[rescue] Rescued O2
Joshua Boyd
jdboyd at jdboyd.net
Fri Aug 15 11:02:39 CDT 2008
On Thu, Aug 14, 2008 at 10:15:42PM -0700, Curious George wrote:
> > I don't know that there was every
> > anything that made great use of the hardware. As I
> > understand it, there were basically three choices for
> > editing software: the included Movie
> > Editor; Premiere 4.2; and Jaleo O2. The last program was
> > extremely expensive and I believe it only did uncompressed video.
>
> I'd be happy if I could just *reliably* digitize video, etc.
OK. There are two potential issues. First, it sounds like you have a
R10k or R12k. Some of the R10ks were incapable of doing this reliably.

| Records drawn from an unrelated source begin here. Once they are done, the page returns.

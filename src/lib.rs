//! Larder — local-first household inventory core
//!
//! Tracks perishable items across the fridge and pantry, keeps shopping
//! lists and saved recipes, and reconciles everything with a remote backend
//! through a durable pending-operation queue. Local state is authoritative
//! for rendering; the remote store is an eventually-consistent mirror.
//!
//! - **State**: explicit [`state::AppState`] object, optimistic mutations
//!   persisted locally before any network traffic
//! - **Queue**: last-writer-wins compacted operation log that survives
//!   restarts and outages
//! - **Sync**: drain-then-pull cycles that silently degrade to offline mode
//! - **Alerts**: expiration-date arithmetic feeding the platform scheduler
//!
//! # Quick Start
//!
//! ```ignore
//! use larder::state::AppState;
//! use larder::storage::FileStore;
//! use std::sync::Arc;
//!
//! let store = Arc::new(FileStore::new()?);
//! let mut state = AppState::load(store, "user-1")?;
//! ```

pub mod cli;
pub mod config;
pub mod engine;
pub mod errors;
pub mod model;
pub mod queue;
pub mod remote;
pub mod scheduler;
pub mod state;
pub mod storage;
pub mod telemetry;
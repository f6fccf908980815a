//! Pending-Operation Queue
//!
//! Durably records local mutations so they survive process restarts and
//! network outages. Redundant mutations to the same entity are collapsed:
//! enqueuing removes every queued operation for the same (entity kind,
//! payload id) pair before appending, so only the latest write per entity is
//! ever replayed. Note this means a create followed by a delete before any
//! sync leaves only the delete queued; the remote never observes the
//! transient create.
//!
//! The queue is persisted as a whole: every enqueue and every removal reads
//! the full sequence, mutates it, and writes it back. Safe under the
//! single-threaded sequential execution the engine guarantees.

use std::sync::Arc;

use chrono::{DateTime, Utc};
use serde::{Deserialize, Serialize};
use uuid::Uuid;

use crate::errors::Result;
use crate::model::{InventoryItem, SavedRecipe, ShoppingList};
use crate::storage::{self, keys, LocalStore};

/// Mutation kind replayed against the remote store.
#[derive(Debug, Clone, Copy, PartialEq, Eq, Serialize, Deserialize)]
#[serde(rename_all = "snake_case")]
pub enum OpKind {
    Create,
    Update,
    Delete,
}

impl std::fmt::Display for OpKind {
    fn fmt(&self, f: &mut std::fmt::Formatter<'_>) -> std::fmt::Result {
        match self {
            OpKind::Create => write!(f, "create"),
            OpKind::Update => write!(f, "update"),
            OpKind::Delete => write!(f, "delete"),
        }
    }
}

/// Which collection an operation targets.
#[derive(Debug, Clone, Copy, PartialEq, Eq, Hash, Serialize, Deserialize)]
#[serde(rename_all = "snake_case")]
pub enum EntityKind {
    Inventory,
    ShoppingList,
    SavedRecipe,
}

impl std::fmt::Display for EntityKind {
    fn fmt(&self, f: &mut std::fmt::Formatter<'_>) -> std::fmt::Result {
        match self {
            EntityKind::Inventory => write!(f, "inventory"),
            EntityKind::ShoppingList => write!(f, "shopping list"),
            EntityKind::SavedRecipe => write!(f, "saved recipe"),
        }
    }
}

/// The operation payload: the full entity for creates/updates, or just the
/// target id for deletes.
#[derive(Debug, Clone, PartialEq, Serialize, Deserialize)]
#[serde(tag = "type", rename_all = "snake_case")]
pub enum SyncPayload {
    Inventory(InventoryItem),
    ShoppingList(ShoppingList),
    SavedRecipe(SavedRecipe),
    EntityId { id: String },
}

impl SyncPayload {
    /// The id of the entity this payload targets, used for compaction.
    pub fn entity_id(&self) -> &str {
        match self {
            SyncPayload::Inventory(item) => &item.id,
            SyncPayload::ShoppingList(list) => &list.id,
            SyncPayload::SavedRecipe(recipe) => &recipe.id,
            SyncPayload::EntityId { id } => id,
        }
    }
}

/// A pending mutation awaiting replay against the remote store.
///
/// Lifecycle: appended on every local mutation, removed only after a
/// successful remote replay. Operations surviving a failed replay stay
/// queued for the next sync pass.
#[derive(Debug, Clone, PartialEq, Serialize, Deserialize)]
pub struct SyncOperation {
    pub id: String,
    pub kind: OpKind,
    pub entity: EntityKind,
    pub payload: SyncPayload,
    pub enqueued_at: DateTime<Utc>,
}

impl SyncOperation {
    pub fn new(kind: OpKind, entity: EntityKind, payload: SyncPayload) -> Self {
        Self {
            id: Uuid::new_v4().to_string(),
            kind,
            entity,
            payload,
            enqueued_at: Utc::now(),
        }
    }
}

/// Ordered, deduplicated log of pending mutations backed by the local store.
pub struct OperationQueue {
    store: Arc<dyn LocalStore>,
}

impl OperationQueue {
    pub fn new(store: Arc<dyn LocalStore>) -> Self {
        Self { store }
    }

    fn load(&self) -> Result<Vec<SyncOperation>> {
        Ok(storage::get_json(self.store.as_ref(), keys::PENDING_OPS)?.unwrap_or_default())
    }

    fn save(&self, ops: &[SyncOperation]) -> Result<()> {
        storage::set_json(self.store.as_ref(), keys::PENDING_OPS, &ops)
    }

    /// Append an operation, first removing every queued operation for the
    /// same (entity kind, entity id) pair — last-writer-wins compaction.
    /// Enqueue order is preserved apart from that removal.
    pub fn enqueue(&self, op: SyncOperation) -> Result<()> {
        let mut ops = self.load()?;
        let entity = op.entity;
        let id = op.payload.entity_id().to_string();
        let before = ops.len();
        ops.retain(|queued| !(queued.entity == entity && queued.payload.entity_id() == id));
        if ops.len() < before {
            tracing::debug!(
                entity = %entity,
                id = %id,
                superseded = before - ops.len(),
                "compacted queued operations"
            );
        }
        ops.push(op);
        self.save(&ops)
    }

    /// Return the full queue contents without clearing it. Clearing happens
    /// only after the sync engine reports which operations succeeded.
    pub fn drain(&self) -> Result<Vec<SyncOperation>> {
        self.load()
    }

    /// Remove the operations that the engine successfully replayed.
    pub fn remove_synced(&self, op_ids: &[String]) -> Result<()> {
        if op_ids.is_empty() {
            return Ok(());
        }
        let mut ops = self.load()?;
        ops.retain(|op| !op_ids.contains(&op.id));
        self.save(&ops)
    }

    pub fn len(&self) -> Result<usize> {
        Ok(self.load()?.len())
    }

    pub fn is_empty(&self) -> Result<bool> {
        Ok(self.load()?.is_empty())
    }
}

The second issue is that the O2 is a bit finicky about sync, so people
using non-professional VCRs tended to benefit from using a time base
corrector, which describes most pro quality capture systems of the day.
Actually, that still describes a lot of pro quality captures systems if
the newish gear at work is anything to go by.
> > Premiere 4.2 was absolutely terrible. The included software is
> > what it is, which is to say very basic.
>
> Yes, that seems to also be a "given". :< I note how crappy
> the SunVideo software is, the video software that came with
> my VWS320, etc. It;s as if they wanted to say "See?!! You
> *could* do these kind of things!!!" but really didn't want
> to spend much effort ($$$) proving that point! (cripes, then
> why even bother if you aren't going to exploit the unique
> abilities of your hardware over that of "beige computers")
I think the Irix included software is a cut above those two examples.
> > Fow awhile I had dreams of writing my own software to
> > maximize the O2,
> > but of course writing good GUIs is always hard, which is
> > what kept me
> > from getting anywhere. Now I can see some better starting
> > points (on
> > the surface, OpenME looks like it could be reasonably
> > stripped down to
> > just a GUI then built back up again), but I lack the time
> > and energy.
>
> Easier and quicker to just move to a platform that does what
> you need *now*.
There is no free software that does what I want now. The commercial
software that appears to come the closest is in the neighborhood of
$100k, as a turnkey package including hardware.
Besides, I make my money writing code, not editing, so it makes sense
for me to think about writing my own software, even if it doesn't make
sense to actually do it.
> > You could always clear the password by sticking the disk in another
> > machine. Linux can do the job, although I think you might have to
> > custom compile a kernel to do so.
>
> I don;t run Linux. Solaris or NetBSD are the only choices I have
> readily available...
I see. It might be possible to do it on NetBSD, but I don't know. I'm
pretty certain Solaris is right out.